A student’s second required year of science will take place during the Living Earth course, which will focus on biology and earth science. According to Samet, the Living Earth course will closely align with the current Integrated Science 3-4 class, which is regularly taken by sophomores.

The final required science class is the Chemistry and Earth Systems course, which will most commonly be taken by 11th grade students, but will also be offered as an elective course that a student may take concurrently with the Living Earth course during 10th grade. According to Samet, around 50 percent of the current general Chemistry course curriculum will be used in the Chemistry and Earth Systems course.   

“Chemistry is a math heavy subject, so [having it last in the sequence] will give students enough time to have the math skills to be able to do chemistry well,” said chemistry teacher Marissa Peck. “We’ll see how it works, but I’m optimistic about it.”  

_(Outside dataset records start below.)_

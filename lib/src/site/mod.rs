//! The site description and its assembly into a WXR document.

mod config;
mod generator;

pub use config::*;
pub use generator::*;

All of the currently available science electives, including Advanced Placement courses, will continue to be offered. Students may choose to enroll in an elective course in addition to the NGSS sequence or wait to enroll in an elective science until their senior year.  

Jessica Skieresz, a science teacher and member of the task force, added that the decision making process did not come easily.

“I want there to be as much choice and opportunity for students as possible, and one things that we really cherish in our department is that students have a lot of elective options and therefore can pursue different interests,” said Skieresz.  “It’s a little restrictive, but it’s the most practical option to get all standards to all students.”

Samet believes the biggest opposition from the community and the board will stem from the lack of an honors course in the sequence.  

“We have some reasons as to why we don’t believe [honors] is a good place to start from, maybe it has to come in down the road, but honors courses have consequences that are both good and bad. We think we can do a good job addressing the needs of kids that would be taking the honors courses in the regular curriculum,” Samet said.

The proposal is currently available to students, parents and staff for preliminary feedback.  The board will vote on the sequence in late May, allowing teachers to write the curriculum over the summer of 2017 and the first NGSS-based course to take place in the fall of 2018.